The photorespiratory carbon flow is exceptionally high in C3 plants and


thus about half of the photorespiratory CO2 is not reassimilated but lost to the
environment, resulting in a considerable difference between gross and net
photosynthesis. This is arguably the main reason why photorespiration has
been a prime target for crop improvement over decades (Ort et al., 2015).
Although increments in growth of Arabidopsis thaliana plants under well
controlled conditions were achieved by introducing two different
photorespiratory bypasses via metabolic engineering (for a review see
Peterhansel et al 2013), it remains to be tested whether this would result in
similar increments under field conditions.

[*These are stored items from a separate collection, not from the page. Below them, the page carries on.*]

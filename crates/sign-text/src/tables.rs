//! Fixed correction tables

/// Every value accepted as a speed limit
pub const VALID_SPEED_LIMITS: [&str; 16] = [
    "5", "10", "15", "20", "25", "30", "40", "50", "60", "70", "80", "90", "100", "110", "120",
    "130",
];

/// Characters that disqualify a reading outright (units, punctuation of other signs)
pub const FORBIDDEN_CHARACTERS: [char; 3] = [',', 'm', 't'];

/// Glyphs the recognizer mistakes for digits.
///
/// Within an entry, longer glyphs come first so `"()"` is replaced before
/// its halves.
pub const CHARACTER_CONFUSIONS: &[(&str, &[&str])] = &[
    ("0", &["c", "C", "o", "O", "Q", "U", "()", "(", ")"]),
    ("1", &["i", "I", "l", "!"]),
    ("2", &["z", "Z"]),
    ("5", &["s", "S", "$"]),
    ("6", &["b", "G"]),
    ("8", &["B"]),
    ("9", &["q"]),
];

/// Whole-string shorthands: a lone digit that can only be the first digit of a limit
pub const SHORTHAND_EXPANSIONS: &[(&str, &str)] = &[
    ("4", "40"),
    ("6", "60"),
    ("7", "70"),
    ("8", "80"),
    ("9", "90"),
];

/// Pattern-based fixes, applied in order after expansion
pub const CONTEXTUAL_CORRECTIONS: &[fn(String) -> String] = &[double_zero_is_hundred];

/// Any reading with a double zero is a (partially misread) 100
fn double_zero_is_hundred(text: String) -> String {
    if text.contains("00") {
        "100".to_string()
    } else {
        text
    }
}
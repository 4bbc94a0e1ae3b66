//! Speed-Limit Sign Watch
//!
//! Composition root: wires the perception gateway, the detector state
//! machine and the speed-limit lifecycle onto a single serialized input
//! queue, and hosts the logging and metrics bootstrap.

pub mod config;
pub mod engine;
pub mod source;

pub use config::{EngineConfig, LoggingConfig, MetricsConfig, SourceConfig, WatchConfig};
pub use engine::{Engine, Input, PresentationEvent};
pub use source::FrameSource;

use metrics_exporter_prometheus::PrometheusBuilder;
use perception::{Capabilities, PerceptionError, TokioGateway};
use thiserror::Error;
use timer::TokioScheduler;
use tokio::sync::mpsc;
use tracing::info;
use tracing_subscriber::{EnvFilter, FmtSubscriber};

/// Sign watch error types
#[derive(Error, Debug)]
pub enum WatchError {
    #[error("Configuration error: {0}")]
    Config(#[from] ::config::ConfigError),

    #[error("Invalid configuration: {0}")]
    InvalidConfig(String),

    #[error("Perception error: {0}")]
    Perception(#[from] PerceptionError),

    #[error("Metrics exporter error: {0}")]
    Metrics(String),

    #[error("Output error: {0}")]
    Output(#[from] serde_json::Error),

    #[error("Task failed: {0}")]
    Task(#[from] tokio::task::JoinError),
}

/// Initialize logging
pub fn init_logging(config: &LoggingConfig) {
    let filter = EnvFilter::try_from_default_env()
        .unwrap_or_else(|_| EnvFilter::new(&config.level));

    let builder = FmtSubscriber::builder()
        .with_env_filter(filter)
        .with_target(true);

    let result = if config.json {
        tracing::subscriber::set_global_default(builder.json().finish())
    } else {
        tracing::subscriber::set_global_default(builder.finish())
    };
    result.expect("Failed to set tracing subscriber");
}

/// Install the Prometheus exporter if a listen address is configured
pub fn init_metrics(config: &MetricsConfig) -> Result<(), WatchError> {
    let Some(addr) = config.listen else {
        return Ok(());
    };

    PrometheusBuilder::new()
        .with_http_listener(addr)
        .install()
        .map_err(|e| WatchError::Metrics(e.to_string()))?;

    info!("Prometheus metrics on http://{}/metrics", addr);
    Ok(())
}

/// Run the watch over a synthetic camera with the given capabilities.
///
/// Presentation events go to `outbox`. Returns once the frame source has
/// finished and the engine has drained its queue.
pub async fn run(
    config: WatchConfig,
    capabilities: Capabilities,
    outbox: mpsc::Sender<PresentationEvent>,
) -> Result<(), WatchError> {
    config.validate()?;

    let (inbox_tx, inbox_rx) = mpsc::channel::<Input>(config.engine.inbox_capacity);

    let gateway = TokioGateway::new(capabilities, config.preprocess.clone(), inbox_tx.clone())?;
    let scheduler = TokioScheduler::new(inbox_tx.clone());
    let engine = Engine::new(
        config.detector.clone(),
        config.lifecycle.clone(),
        gateway,
        scheduler,
    );

    let interrupt = inbox_tx.clone();
    tokio::spawn(async move {
        if tokio::signal::ctrl_c().await.is_ok() {
            info!("Interrupted");
            let _ = interrupt.send(Input::Shutdown).await;
        }
    });

    let engine_task = tokio::spawn(engine.run(inbox_rx, outbox));
    let source = FrameSource::new(config.source.clone()).run(inbox_tx).await;
    engine_task.await?;

    info!("Sign watch stopped, {} frames dropped", source.dropped());
    Ok(())
}
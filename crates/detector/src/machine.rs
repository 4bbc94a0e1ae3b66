//! Detector state machine

use std::sync::Arc;

use metrics::counter;
use perception::{
    CallId, Capability, Completion, ObjectObservation, PerceptionError, PerceptionGateway,
    TextCandidate, TrackSequence,
};
use serde::{Deserialize, Serialize};
use sign_text::SpeedLimit;
use tracing::{debug, info, warn};
use video_frame::{BoundingBox, VideoFrame};

use crate::guard::CallGuard;
use crate::session::TrackingSession;
use crate::DetectorConfig;

/// Detector state, each variant carrying only the data valid in it
#[derive(Debug)]
pub enum DetectorState {
    /// Frames are ignored
    Sleeping,
    /// Looking for a sign in full frames
    Detecting,
    /// Following a detected sign
    Tracking(TrackingSession),
}

/// Data-free view of [`DetectorState`]
#[derive(Debug, Clone, Copy, PartialEq, Eq, Serialize, Deserialize)]
pub enum DetectorPhase {
    Sleeping,
    Detecting,
    Tracking,
}

/// Tracked region for the debug overlay
#[derive(Debug, Clone, Copy, PartialEq, Serialize, Deserialize)]
pub struct ObservationOverlay {
    pub bounding_box: BoundingBox,
    /// A speed limit has already been read from this sign
    pub confirmed: bool,
}

/// Events produced by the state machine
#[derive(Debug, Clone, PartialEq)]
pub enum DetectorEvent {
    /// A sign was passed and its value should be shown
    SpeedLimitAccepted(SpeedLimit),

    /// Tracked region moved (`Some`) or tracking ended (`None`)
    ObservationRectangle(Option<ObservationOverlay>),

    /// A perception call could not be started
    GeneralError(String),
}

/// What a tracking frame does about recognition
enum ReadStep {
    /// Value known or a read is still in flight
    Skip,
    Issue(BoundingBox),
    Exhausted,
}

/// Orchestrates detection, tracking and recognition frame by frame
pub struct DetectorStateMachine {
    config: DetectorConfig,
    state: DetectorState,
    /// Bumped on every transition; results issued in an older epoch are stale
    epoch: u64,
    /// Frames seen, the clock for giving up on lost calls
    frames: u64,
    next_call: u64,
    detection: CallGuard<Arc<VideoFrame>>,
    tracking: CallGuard<()>,
    recognition: CallGuard<()>,
}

Increments in CO2 are associated with increases in net photosynthetic


rates, biomass, sugars, and organic acids, firmness, seed production, efficiency
in the use of light, water and nutrients uptake, as well as in changes in stomatal
conductance (Moretti et al. 2010). In the same vein, under high CO2
concentrations (700 ppm CO2) there is an increase in the net carbon
assimilation rate , decrease in stomatal conductance, reduction in the osmotic
potential, and an increase in leaf water potential in the stages of flowering and
fruiting, as well as higher fruit production. However, there is a decrease in the
content of phenols, flavonoids, soluble solids, and titratable acidity (Mamatha et
al., 2014). High CO2 results also in a higher number of tubers per plant in
potatoes (Miglietta et al. 1998). In tomato plants, increased CO2 resulted in
lower respiratory rates, fruit ripening, citric and malic acid content, and higher
reduction in sugar concentrations (Da Matta et al., 2010).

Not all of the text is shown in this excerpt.